An ever-growing and engaged Heads Up Facebook community of over 20,000 fans shares resources and personal stories of concussion. This online conversation helps cultivate connectedness and support among survivors and caregivers (Ahmedi, Sullivan, Schneiders, & McCrory, 2010). During 2013, the Heads Up Facebook page received approximately 200,000 social media impressions weekly.
CDC has partnered with more than 85 organizations including health and medical organizations, school organizations, youth serving organizations, sports organizations, and government agencies. Partnerships facilitated opportunities for CDC Heads Up to reach the target audiences using innovative strategies. For example, CDC partnered with the CDC Foundation to develop and launch the Heads Up app for parents. Created through support from a grant from the National Operating Committee on Standards for Athletic Equipment, the Heads Up app is being promoted in part by a helmet company. This company has imbedded the Heads Up app for parents’ Quick Response (QR) code on each of their helmets (Fig. 5).
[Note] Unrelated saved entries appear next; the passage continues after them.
// SPDX-License-Identifier: MIT
// Copyright 2026 Roland Dreier <roland@rolandd.dev>

//! Behavior when the Firestore client is unavailable.

use axum::http::StatusCode;
use card_voting::models::Role;
use serde_json::json;
use tower::ServiceExt;

mod common;
use common::{authed_request, body_json, create_offline_test_app, public_request, session_token};

#[tokio::test]
async fn test_public_reads_report_database_error() {
    let (app, _) = create_offline_test_app();

    for uri in ["/api/results", "/api/stats", "/api/participants/available"] {
        let response = app
            .clone()
            .oneshot(public_request("GET", uri, None))
            .await
            .unwrap();
        assert_eq!(response.status(), StatusCode::INTERNAL_SERVER_ERROR, "{uri}");
        assert_eq!(body_json(response).await["error"], "database_error");
    }
}

#[tokio::test]
async fn test_roster_served_without_database() {
    let (app, _) = create_offline_test_app();

    let response = app
        .oneshot(public_request("GET", "/api/participants", None))
        .await
        .unwrap();
    assert_eq!(response.status(), StatusCode::OK);
}

#[tokio::test]
async fn test_vote_submission_fails_cleanly() {
    let (app, state) = create_offline_test_app();

    let response = app
        .oneshot(authed_request(
            "POST",
            "/api/votes",
            &session_token(&state, "u1", Role::Student),
            Some(json!({ "participantId": "1", "vote": "yes", "intensity": 2 })),
        ))
        .await
        .unwrap();

    assert_eq!(response.status(), StatusCode::INTERNAL_SERVER_ERROR);
}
The QR code directs individuals to the online Heads Up app for parents.
4. Discussion
Over the last 10 years, CDC’s Heads Up campaign provided educational resources to a wide range of audiences. From the first Heads Up materials for health care professionals launched in 2003, to later efforts focusing on sports programs and schools, Heads Up has helped to raise awareness of the need for improved prevention, recognition, and response to concussion and other serious brain injuries. The success of each Heads Up initiative is in part due to CDC’s use of innovative communication strategies grounded in science and the use of partnerships. Through invaluable partnerships Heads Up materials have landed in the hands of millions of Americans. CDC continues to refine existing products and develop new products to blend with rapid communication channels. For example, Heads Up now employs a greater use of social media and digital materials and has created customizable materials that parents can customize with their child’s team or school logo and colors.
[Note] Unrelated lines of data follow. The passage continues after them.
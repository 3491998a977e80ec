// SPDX-License-Identifier: MIT
// Copyright 2026 Roland Dreier <roland@rolandd.dev>

//! In-process document store with the same semantics as the Firestore backend.
//!
//! Used by tests and by `STORAGE_BACKEND=memory` for local runs. Create-only
//! writes go through the DashMap entry API, so concurrent duplicates lose.

use crate::db::PARTICIPANT_SETTINGS_DOC;
use crate::error::AppError;
use crate::models::vote::vote_document_id;
use crate::models::{ParticipantSettings, User, Vote};
use dashmap::mapref::entry::Entry;
use dashmap::DashMap;
use std::collections::BTreeMap;
use std::sync::Arc;

#[derive(Default)]
struct Collections {
    users: DashMap<String, User>,
    votes: DashMap<String, Vote>,
    settings: DashMap<String, ParticipantSettings>,
}

/// Memory-backed database; clones share the same data.
#[derive(Clone, Default)]
pub struct MemoryDb {
    inner: Arc<Collections>,
}

impl MemoryDb {
    pub fn new() -> Self {
        Self::default()
    }

    pub async fn get_user(&self, uid: &str) -> Result<Option<User>, AppError> {
        Ok(self.inner.users.get(uid).map(|u| u.clone()))
    }

    pub async fn find_user_by_email(&self, email: &str) -> Result<Option<User>, AppError> {
        Ok(self
            .inner
            .users
            .iter()
            .find(|u| u.email == email)
            .map(|u| u.clone()))
    }

    pub async fn create_user(&self, user: &User) -> Result<(), AppError> {
        match self.inner.users.entry(user.uid.clone()) {
            Entry::Occupied(_) => Err(AppError::Conflict(
                "User already exists with this email or uid".to_string(),
            )),
            Entry::Vacant(slot) => {
                slot.insert(user.clone());
                Ok(())
            }
        }
    }

    pub async fn update_user(&self, user: &User) -> Result<(), AppError> {
        self.inner.users.insert(user.uid.clone(), user.clone());
        Ok(())
    }

    pub async fn list_users(&self) -> Result<Vec<User>, AppError> {
        let mut users: Vec<User> = self.inner.users.iter().map(|u| u.clone()).collect();
        users.sort_by(|a, b| b.created_at.cmp(&a.created_at));
        Ok(users)
    }

    pub async fn insert_vote(&self, vote: &Vote) -> Result<(), AppError> {
        match self.inner.votes.entry(vote.document_id()) {
            Entry::Occupied(_) => Err(AppError::Conflict(
                "You have already voted for this participant".to_string(),
            )),
            Entry::Vacant(slot) => {
                slot.insert(vote.clone());
                Ok(())
            }
        }
    }

    pub async fn get_vote(
        &self,
        voter_id: &str,
        participant_id: &str,
    ) -> Result<Option<Vote>, AppError> {
        Ok(self
            .inner
            .votes
            .get(&vote_document_id(voter_id, participant_id))
            .map(|v| v.clone()))
    }

    pub async fn list_votes(&self) -> Result<Vec<Vote>, AppError> {
        let mut votes: Vec<Vote> = self.inner.votes.iter().map(|v| v.clone()).collect();
        sort_newest_first(&mut votes);
        Ok(votes)
    }

    pub async fn list_votes_for_voter(&self, voter_id: &str) -> Result<Vec<Vote>, AppError> {
        let mut votes: Vec<Vote> = self
            .inner
            .votes
            .iter()
            .filter(|v| v.voter_id == voter_id)
            .map(|v| v.clone())
            .collect();
        sort_newest_first(&mut votes);
        Ok(votes)
    }

    pub async fn get_participant_settings(&self) -> Result<Option<ParticipantSettings>, AppError> {
        Ok(self
            .inner
            .settings
            .get(PARTICIPANT_SETTINGS_DOC)
            .map(|s| s.clone()))
    }

    pub async fn merge_participant_settings(
        &self,
        changes: &BTreeMap<String, bool>,
        updated_by: &str,
        updated_at: &str,
    ) -> Result<ParticipantSettings, AppError> {
        // The entry guard holds the shard lock for the whole merge
        let mut settings = self
            .inner
            .settings
            .entry(PARTICIPANT_SETTINGS_DOC.to_string())
            .or_default();
        settings.apply(changes);
        settings.updated_at = updated_at.to_string();
        settings.updated_by = updated_by.to_string();
        Ok(settings.clone())
    }
}

fn sort_newest_first(votes: &mut [Vote]) {
    votes.sort_by(|a, b| {
        b.timestamp
            .cmp(&a.timestamp)
            .then_with(|| a.participant_id.cmp(&b.participant_id))
    });
}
While CDC has seen a growing demand for and use of Heads Up materials, more can be done to improve this public information campaign. In accordance with the recommendation made by the Institute of Medicine’s report on Sports-Related Concussions in Youth: Improving the Science, Changing the Culture (IOM, 2013) and as CDC embarks on the next stage of Heads Up initiatives, greater emphasis will be placed on research and evaluation of the impact Heads Up materials have had on behavior change among health professionals, coaches, parents, and school professionals. CDC will also work with partners to develop and disseminate educational materials to new target audiences, such as children and adolescents. These efforts will be part of an effort to expand Heads Up’s reach and to further document its impact on reducing the incidence and severity of concussions through awareness, education, and training.
Footnotes
Disclaimer: The findings and conclusions in this manuscript are those of the authors and do not necessarily represent the official position of the Centers for Disease Control and Prevention and shall not be used for advertising or product endorsement purposes. Reference herein to any specific commercial products, process, or service by trade name, trademark, manufacturer, or otherwise, does not necessarily constitute or imply its endorsement, recommendation, or favoring by the United States Government or the Centers for Disease Control and Prevention.